This was a surprise. “Surely thou dost overstate the case! I can not imagine thee—“ But confession was upon her. Neysa made a little shake of her horn, advising him to be silent, and Stile obeyed.
“The geas was inherent in his choice of me to wed. He had asked the Oracle for his ideal wife, but had failed to include in that definition the ideal mother of his children. Thus I learned when I queried the Oracle about the number and nature of my children-to-be. ‘None by One,’ it told me in part, and in time I understood. There was to be no child by my marriage to him; no heir to the Blue Demesnes. In that way I wronged him. And my love—“ She shrugged. “I was indeed a fool. Still I thought of him as a lad, a grown child though I knew him for a man, and a creature of incalculable power. Perhaps it was that power that straitened my heart against him. How could I truly love one who could so readily destroy all who stood against him? What would happen if ever he became wroth with me? And he, aware of this doubt, forced me not, and therefore had I guilt. So it was for years—“ She broke off, overcome by emotion. Stile remained silent. This was an aspect of her history that instilled misgiving, yet he knew it was best that he know it.
“Those wasted years!” she cried. “And now too late!” They had come to rougher territory, as if the land itself responded to the Lady’s anguish of conscience. These were the mere foothills to the Purple Mountains, Stile knew, yet the ridges and gullies became steep and the trees grotesquely gnarled. The turf was thick and springy; the steeds were not partial to the footing. Stile found the landscape beautiful, original, and somehow ominous—like the Lady Blue.
“Can we skirt this region?” Stile asked Neysa. The unicorn blew a note of negation. It seemed that this was the only feasible route. Stile knew better than to challenge this; the unicorn could have winded a dragon or some other natural hazard, and be threading her way safely past. So they picked their path carefully through the rugged serrations of the land, making slow progress toward the major range.
The Lady’s horse balked. She frowned and gently urged it forward, but the mare circled instead to the side—and balked again.
“This is odd,” the Lady commented, forgetting her re-cent emotion. “What is bothering thee, Hinblue?” Then the Lady’s fair tresses lifted of their own accord, though there was no wind.
Neysa made a double musical snort. Magic! Stile brought out his harmonica. “Nay, play not,” the Lady said hastily. She did not want him to show his power in the vicinity of the land of the Little Folk. But her hair danced about and flung itself across her eyes like a separately living thing, and her horse fidgeted with increasing nervousness. Neysa’s horn began to lower to fighting range.

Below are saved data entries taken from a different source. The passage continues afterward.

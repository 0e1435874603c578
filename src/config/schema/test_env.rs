use std::sync::{LazyLock, Mutex, MutexGuard, PoisonError};

static ENV_LOCK: LazyLock<Mutex<()>> = LazyLock::new(|| Mutex::new(()));

/// Serialize tests that touch process environment variables.
pub(super) fn lock_env() -> MutexGuard<'static, ()> {
    ENV_LOCK.lock().unwrap_or_else(PoisonError::into_inner)
}

/// Sets or clears one variable and restores its prior value on drop.
pub(super) struct EnvVarGuard {
    key: &'static str,
    previous: Option<String>,
}

impl EnvVarGuard {
    pub(super) fn set(key: &'static str, value: &str) -> Self {
        let previous = std::env::var(key).ok();
        // SAFETY: callers hold the lock from `lock_env`.
        unsafe { std::env::set_var(key, value) };
        Self { key, previous }
    }

    pub(super) fn unset(key: &'static str) -> Self {
        let previous = std::env::var(key).ok();
        // SAFETY: callers hold the lock from `lock_env`.
        unsafe { std::env::remove_var(key) };
        Self { key, previous }
    }
}

impl Drop for EnvVarGuard {
    fn drop(&mut self) {
        // SAFETY: guards are dropped before the enclosing test releases the lock.
        unsafe {
            match &self.previous {
                Some(value) => std::env::set_var(self.key, value),
                None => std::env::remove_var(self.key),
            }
        }
    }
}
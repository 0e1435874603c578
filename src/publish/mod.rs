pub mod linkedin;
pub mod traits;
pub mod types;

pub use linkedin::{LinkedInClient, LinkedInProfile, PermissionCheck};
pub use traits::PublishClient;
pub use types::{PublishCredentials, PublishOutcome, UgcPost};
use crate::auth::{DEFAULT_REDIRECT_URI, DEFAULT_SCOPES};
use serde::{Deserialize, Serialize};
use std::path::PathBuf;

#[derive(Debug, Clone, Default, Serialize, Deserialize)]
pub struct Config {
    /// Path to config.toml - computed at load time, not serialized
    #[serde(skip)]
    pub config_path: PathBuf,

    #[serde(default)]
    pub generation: GenerationConfig,

    #[serde(default)]
    pub publish: PublishConfig,

    #[serde(default)]
    pub persona: PersonaConfig,

    #[serde(default)]
    pub schedule: ScheduleConfig,

    #[serde(default)]
    pub reliability: ReliabilityConfig,

    #[serde(default)]
    pub oauth: OAuthConfig,
}

// ── Generation ──────────────────────────────────────────────────

#[derive(Debug, Clone, Serialize, Deserialize)]
pub struct GenerationConfig {
    #[serde(default = "default_model")]
    pub model: String,
    #[serde(default)]
    pub api_key: Option<String>,
    #[serde(default = "default_temperature")]
    pub temperature: f64,
    #[serde(default = "default_timeout_secs")]
    pub timeout_secs: u64,
    /// Override for the Gemini endpoint base URL.
    #[serde(default)]
    pub api_base: Option<String>,
}

fn default_model() -> String {
    crate::llm::gemini::DEFAULT_MODEL.into()
}

fn default_temperature() -> f64 {
    0.7
}

fn default_timeout_secs() -> u64 {
    crate::llm::DEFAULT_TIMEOUT_SECS
}

impl Default for GenerationConfig {
    fn default() -> Self {
        Self {
            model: default_model(),
            api_key: None,
            temperature: default_temperature(),
            timeout_secs: default_timeout_secs(),
            api_base: None,
        }
    }
}

// ── Publish ─────────────────────────────────────────────────────

#[derive(Debug, Clone, Serialize, Deserialize)]
pub struct PublishConfig {
    #[serde(default)]
    pub access_token: Option<String>,
    #[serde(default)]
    pub person_id: Option<String>,
    #[serde(default)]
    pub api_base: Option<String>,
    #[serde(default = "default_timeout_secs")]
    pub timeout_secs: u64,
}

impl Default for PublishConfig {
    fn default() -> Self {
        Self {
            access_token: None,
            person_id: None,
            api_base: None,
            timeout_secs: default_timeout_secs(),
        }
    }
}

impl PublishConfig {
    /// True when either credential part has been supplied.
    pub fn is_configured(&self) -> bool {
        self.access_token.as_deref().is_some_and(|t| !t.trim().is_empty())
            || self.person_id.as_deref().is_some_and(|id| !id.trim().is_empty())
    }
}

// ── Persona ─────────────────────────────────────────────────────

#[derive(Debug, Clone, Serialize, Deserialize)]
pub struct PersonaConfig {
    #[serde(default = "default_niche")]
    pub niche: String,
    #[serde(default = "default_audience")]
    pub audience: String,
    #[serde(default = "default_voice")]
    pub voice: String,
    #[serde(default = "default_content_pillars")]
    pub content_pillars: Vec<String>,
    #[serde(default = "default_goal")]
    pub goal: String,
}

fn default_niche() -> String {
    "AI consultant helping small businesses automate their marketing.".into()
}

fn default_audience() -> String {
    "Non-technical small business owners and marketing managers.".into()
}

fn default_voice() -> String {
    "Helpful, approachable, and practical. I avoid jargon and focus on real-world benefits."
        .into()
}

fn default_content_pillars() -> Vec<String> {
    vec![
        "Practical AI tool reviews".into(),
        "AI for lead generation".into(),
        "Demystifying AI concepts for beginners".into(),
        "Future of marketing with AI".into(),
    ]
}

fn default_goal() -> String {
    "To start conversations and generate leads for my consulting services.".into()
}

impl Default for PersonaConfig {
    fn default() -> Self {
        Self {
            niche: default_niche(),
            audience: default_audience(),
            voice: default_voice(),
            content_pillars: default_content_pillars(),
            goal: default_goal(),
        }
    }
}

// ── Schedule ────────────────────────────────────────────────────

#[derive(Debug, Clone, Serialize, Deserialize)]
pub struct ScheduleConfig {
    /// Local times of day, `HH:MM`.
    #[serde(default = "default_times")]
    pub times: Vec<String>,
    #[serde(default = "default_poll_secs")]
    pub poll_secs: u64,
    /// Candidate topics for scheduled runs, drawn uniformly at random.
    #[serde(default = "default_topics")]
    pub topics: Vec<String>,
}

fn default_times() -> Vec<String> {
    vec!["09:00".into(), "15:00".into()]
}

fn default_poll_secs() -> u64 {
    60
}

fn default_topics() -> Vec<String> {
    vec![
        "Three AI tools that save a small business five hours a week".into(),
        "How to use AI to qualify inbound leads".into(),
        "What a large language model actually is, in plain words".into(),
        "Where AI-assisted marketing is heading next year".into(),
        "A common AI automation mistake and how to avoid it".into(),
    ]
}

impl Default for ScheduleConfig {
    fn default() -> Self {
        Self {
            times: default_times(),
            poll_secs: default_poll_secs(),
            topics: default_topics(),
        }
    }
}

// ── Reliability ─────────────────────────────────────────────────

#[derive(Debug, Clone, Serialize, Deserialize)]
pub struct ReliabilityConfig {
    /// Extra attempts after a transient generation failure.
    #[serde(default = "default_generation_retries")]
    pub generation_retries: u32,
    #[serde(default = "default_generation_backoff_ms")]
    pub generation_backoff_ms: u64,
}

fn default_generation_retries() -> u32 {
    2
}

fn default_generation_backoff_ms() -> u64 {
    500
}

impl Default for ReliabilityConfig {
    fn default() -> Self {
        Self {
            generation_retries: default_generation_retries(),
            generation_backoff_ms: default_generation_backoff_ms(),
        }
    }
}

// ── OAuth ───────────────────────────────────────────────────────

#[derive(Debug, Clone, Serialize, Deserialize)]
pub struct OAuthConfig {
    #[serde(default)]
    pub client_id: Option<String>,
    #[serde(default = "default_redirect_uri")]
    pub redirect_uri: String,
    #[serde(default = "default_scopes")]
    pub scopes: String,
}

fn default_redirect_uri() -> String {
    DEFAULT_REDIRECT_URI.into()
}

fn default_scopes() -> String {
    DEFAULT_SCOPES.into()
}

impl Default for OAuthConfig {
    fn default() -> Self {
        Self {
            client_id: None,
            redirect_uri: default_redirect_uri(),
            scopes: default_scopes(),
        }
    }
}
use clap::Subcommand;

/// LinkedIn authorization helpers.
#[derive(Subcommand, Debug, Clone)]
pub enum AuthCommands {
    /// Print the URL that starts the LinkedIn authorization flow
    Url,

    /// Exchange an authorization code for an access token
    Exchange {
        /// The `code` query parameter from the redirect
        #[arg(long)]
        code: String,

        /// App client secret (prompted for when omitted)
        #[arg(long)]
        client_secret: Option<String>,
    },
}
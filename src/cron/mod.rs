//! Daily time-of-day scheduling of posting runs.

pub mod job;
pub mod scheduler;
pub mod types;

pub use job::{ScheduledJob, ScheduledPosting};
pub use scheduler::{Scheduler, SchedulerSummary};
pub use types::{Clock, LocalClock, ScheduleEntry};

“Just a melody,” Stile told her. “Neysa and I will play a little tune, just to calm thy steed.” And to summon his magic—just in case.
They played an impromptu duet. Neysa’s music was lovely, of course—but Stile’s carried the magic. It coalesced like a forming storm, charging the immediate atmosphere.
And in that charge, dim figures began to appear: small, slender humanoids, with flowing hair and shining white robes. They had been invisible; now they were translucent, the color slowly coming as the music thickened the magic ambience. Stile’s power was revealing them. One of them was hovering near the Lady, playing with her hair. “The Sidhe,” the Lady breathed, pronouncing it “Shee.”
“The Faerie-folk. They were teasing us.”
Stile squeezed Neysa’s sides with his knees questioningly. She perked her ears forward: a signal that there was no immediate danger.
Stile continued playing, and the ethereal figures solidified. “0, Sidhe,” the Lady said. “Why do you interfere with us? We seek no quarrel with your kind.” Then a Faerie-man responded. “We merely played with thee for fun. Lady of the Human Folk, as we do so often with those who are unaware of our nature. Innocent mischief is the joy of our kind.” His voice was winningly soft, with the merry tinkle of a mountain streamlet highlighting it. Stile could appreciate how readily such a voice could be mistaken for completely natural effects—flowing water, blowing breezes, rustling leaves.
“And thou,” a Sidhe maid said to Stile as he played. “What call hast thou, of Elven kind, to ride with a mundane woman?” Her voice was as soft as the distant cooing of forest doves, seductively sweet, and her face and form were similarly winsome.
Stile put aside his harmonica. The Sidhe remained tangible; now that they had been exposed, they had no further need of invisibility. “I am a man,” he said.